**TASK DIRECTIONS**
Look for the word "SchemaDefinition" in the entries below, then copy every line that has it.

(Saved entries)
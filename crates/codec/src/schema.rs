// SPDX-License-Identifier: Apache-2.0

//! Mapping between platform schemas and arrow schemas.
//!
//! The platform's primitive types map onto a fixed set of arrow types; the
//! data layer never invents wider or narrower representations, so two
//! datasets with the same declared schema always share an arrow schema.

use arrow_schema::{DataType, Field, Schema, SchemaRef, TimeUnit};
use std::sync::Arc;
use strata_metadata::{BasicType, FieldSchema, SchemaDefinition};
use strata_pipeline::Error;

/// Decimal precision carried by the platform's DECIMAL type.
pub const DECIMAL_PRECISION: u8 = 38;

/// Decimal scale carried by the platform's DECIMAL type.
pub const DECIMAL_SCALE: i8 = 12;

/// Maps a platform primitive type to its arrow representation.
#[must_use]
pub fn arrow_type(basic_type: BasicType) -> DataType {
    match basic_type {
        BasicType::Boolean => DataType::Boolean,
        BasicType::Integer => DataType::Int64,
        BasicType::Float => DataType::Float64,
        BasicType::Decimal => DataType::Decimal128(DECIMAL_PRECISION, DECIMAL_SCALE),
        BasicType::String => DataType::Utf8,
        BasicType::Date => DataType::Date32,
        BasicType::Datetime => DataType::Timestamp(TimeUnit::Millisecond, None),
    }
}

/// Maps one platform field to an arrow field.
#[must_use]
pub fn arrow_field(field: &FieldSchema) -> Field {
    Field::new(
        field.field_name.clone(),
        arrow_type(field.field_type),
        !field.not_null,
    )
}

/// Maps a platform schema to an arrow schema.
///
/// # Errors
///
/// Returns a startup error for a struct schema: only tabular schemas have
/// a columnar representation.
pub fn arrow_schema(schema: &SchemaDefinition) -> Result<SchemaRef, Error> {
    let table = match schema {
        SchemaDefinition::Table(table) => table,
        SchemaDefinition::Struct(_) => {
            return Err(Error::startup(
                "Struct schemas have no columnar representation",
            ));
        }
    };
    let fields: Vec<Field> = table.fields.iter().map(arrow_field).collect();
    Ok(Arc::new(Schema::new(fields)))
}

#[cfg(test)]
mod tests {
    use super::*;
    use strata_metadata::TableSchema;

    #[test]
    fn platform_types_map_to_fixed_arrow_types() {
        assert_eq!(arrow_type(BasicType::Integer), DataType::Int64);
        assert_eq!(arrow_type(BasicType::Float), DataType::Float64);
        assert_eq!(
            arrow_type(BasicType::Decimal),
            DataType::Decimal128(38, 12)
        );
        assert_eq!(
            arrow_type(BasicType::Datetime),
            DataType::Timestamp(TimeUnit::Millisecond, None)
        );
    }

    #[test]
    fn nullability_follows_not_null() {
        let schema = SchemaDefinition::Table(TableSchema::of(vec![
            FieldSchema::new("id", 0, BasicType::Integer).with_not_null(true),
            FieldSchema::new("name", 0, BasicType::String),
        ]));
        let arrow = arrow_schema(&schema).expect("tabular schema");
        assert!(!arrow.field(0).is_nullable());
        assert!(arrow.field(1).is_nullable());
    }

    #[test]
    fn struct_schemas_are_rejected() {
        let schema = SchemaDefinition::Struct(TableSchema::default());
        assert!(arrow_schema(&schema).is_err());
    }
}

**EXERCISE OUTPUT**
use strata_metadata::{BasicType, FieldSchema, SchemaDefinition};
pub fn arrow_schema(schema: &SchemaDefinition) -> Result<SchemaRef, Error> {
        SchemaDefinition::Table(table) => table,
        SchemaDefinition::Struct(_) => {
        let schema = SchemaDefinition::Table(TableSchema::of(vec![
        let schema = SchemaDefinition::Struct(TableSchema::default());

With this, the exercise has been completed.